Suppressing SIGBUS signals

Posted Jun 28, 2021 18:54 UTC (Mon) by dullfire (guest, #111432) [Link]

I would not imagine "mmap" could ever be fully async-signal-safe (after all you are screwing with the page table). However for the every narrow case of replacing a no-longer valid mapping, it should be fine.

Seeing as mmap is typically a thin wrapper around a syscall (AFAIK there is no currently known way for this to not be a kernel task) most of this must naturally be done in kernel, which negates most of the issues.

However since you brought it up, I'm assuming you are implying being portable/standards conformant is important. So for that we would need a change of standards. But that's probably more of a 'paper' change (while it's possible some implementations that are posix.1 2008 compliant implement mmap(2) in a way that would be unsafe for this proposed usage, I kind of doubt it).
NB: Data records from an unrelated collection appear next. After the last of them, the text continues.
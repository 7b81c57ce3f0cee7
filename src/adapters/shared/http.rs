//! Shared HTTP client construction
//!
//! Every REST/GraphQL call goes through a `reqwest::Client` built here, with
//! the configured timeout, idle pool size and optional outbound proxy.

use std::time::Duration;

use crate::adapters::errors::{ExchangeError, ExchangeResult};
use crate::config::{HttpConfig, ProxyConfig};

/// Build an HTTP client for one feed.
pub fn build_http_client(http: &HttpConfig, proxy: &ProxyConfig) -> ExchangeResult<reqwest::Client> {
    let mut builder = reqwest::Client::builder()
        .timeout(Duration::from_secs(http.timeout_secs))
        .pool_max_idle_per_host(http.max_concurrent_connections);

    if let Some(proxy_url) = proxy.url() {
        let proxy = reqwest::Proxy::all(&proxy_url).map_err(|e| {
            ExchangeError::Fatal(format!("invalid proxy '{}': {}", proxy_url, e))
        })?;
        tracing::info!(proxy = %proxy_url, "Routing HTTP traffic through proxy");
        builder = builder.proxy(proxy);
    }

    builder
        .build()
        .map_err(|e| ExchangeError::Fatal(format!("failed to build HTTP client: {}", e)))
}

/// Map a reqwest failure onto the feed error taxonomy.
pub fn classify_http_error(e: reqwest::Error, timeout_secs: u64) -> ExchangeError {
    if e.is_timeout() {
        ExchangeError::NetworkTimeout(timeout_secs * 1000)
    } else if e.is_connect() {
        ExchangeError::ConnectionFailed(e.to_string())
    } else if e.is_decode() {
        ExchangeError::InvalidResponse(e.to_string())
    } else {
        ExchangeError::Http(e)
    }
}
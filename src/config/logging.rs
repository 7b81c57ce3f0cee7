//! Logging configuration
//!
//! # Environment Variables
//! - `LOG_FORMAT`: Output format - `json` (default) or `pretty`
//! - `RUST_LOG`: Log level filter (falls back to the configured `log_level`)

use tracing_subscriber::EnvFilter;

/// Output format selected through `LOG_FORMAT`
#[derive(Debug, Clone, Copy, PartialEq, Eq)]
pub enum LogFormat {
    Json,
    Pretty,
}

impl LogFormat {
    /// Anything other than `pretty` selects JSON
    pub fn parse(value: Option<&str>) -> Self {
        match value {
            Some("pretty") => LogFormat::Pretty,
            _ => LogFormat::Json,
        }
    }

    pub fn from_env() -> Self {
        Self::parse(std::env::var("LOG_FORMAT").ok().as_deref())
    }
}

/// Build the level filter: `RUST_LOG` wins, else `default_level`, else `info`
pub fn build_env_filter(default_level: &str) -> EnvFilter {
    EnvFilter::try_from_default_env()
        .or_else(|_| EnvFilter::try_new(default_level))
        .unwrap_or_else(|_| EnvFilter::new("info"))
}

/// Initialize the global tracing subscriber
///
/// Must be called once per process; a second call is ignored.
pub fn init_logging(default_level: &str) {
    let env_filter = build_env_filter(default_level);

    let result = match LogFormat::from_env() {
        LogFormat::Pretty => tracing_subscriber::fmt()
            .with_env_filter(env_filter)
            .pretty()
            .try_init(),
        LogFormat::Json => tracing_subscriber::fmt()
            .with_env_filter(env_filter)
            .json()
            .try_init(),
    };

    if let Err(e) = result {
        eprintln!("logging already initialized: {}", e);
    }
}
A linux-only change, that just papers over the issue seems like a poor solution.

Suppressing SIGBUS signals

Posted Jun 28, 2021 14:53 UTC (Mon) by excors (subscriber, #95769) [Link]

> The compositor is just doing a memory lookup, at assembly level there is no such thing as a "failed read". The kernel can generate a signal but it can't fail the original instruction, the MOV has to return something.

I don't think that's really true. At the assembly level, the outcome of the MOV instruction is that it either loads a value into the register *or* triggers an exception. E.g. if you look in the ARMv8-A Architecture Reference Manual, it explicitly defines the LDR instruction in terms of the "AArch64.MemSingle" operation which can call the "AArch64.TakeException" operation, which sets up the exception state then calls "EndOfInstruction" to stop any further processing of the LDR instruction, so it won't write anything to the destination register.

Once the exception is triggered, the kernel is free to do whatever it wants - update the page tables then jump back to the MOV instruction to retry it, manually update the register state then jump back to the instruction after the MOV, call a signal handler, etc. Anyone writing user-space assembly code has to be aware of that, e.g. there are often ABI rules about stack pointers that are specifically there to allow the kernel to interrupt your thread at any point and run a signal handler on its current stack. So that's not something you can safely ignore when working at assembly level.

Suppressing SIGBUS signals

Posted Jun 29, 2021 10:34 UTC (Tue) by matthias (subscriber, #94967) [Link]

> You appear to be conflating two very different issues here. It's true the compositor has never really be able to tell if the client has been displaying garbage. However the source of SIGBUS is essentially a protocol error. The client has promised the compositor that there was buffer here, and instead there was a hand grande. SIGBUS always allowed the compositor to detect and handle such protocol violations.

The client has promised that there is a buffer that does not change while the compositor is using it. Any change would be a protocol error. Only in the very special case that the change is truncate, this protocol error could be detected by the compositor. With the proposed change of semantics, this special case just looks like other cases where the client changes the buffer at the wrong time.

> [Finding out which program displays garbage] is probably not impossible, but it surely wouldn't be easy.

For debugging purposes there should be a possibility to ask the compositor to which program some window belongs. After all, you also want to debug cases where a program just opens a window with garbage in it. Probably a much more common case than a program calling truncate on the buffer.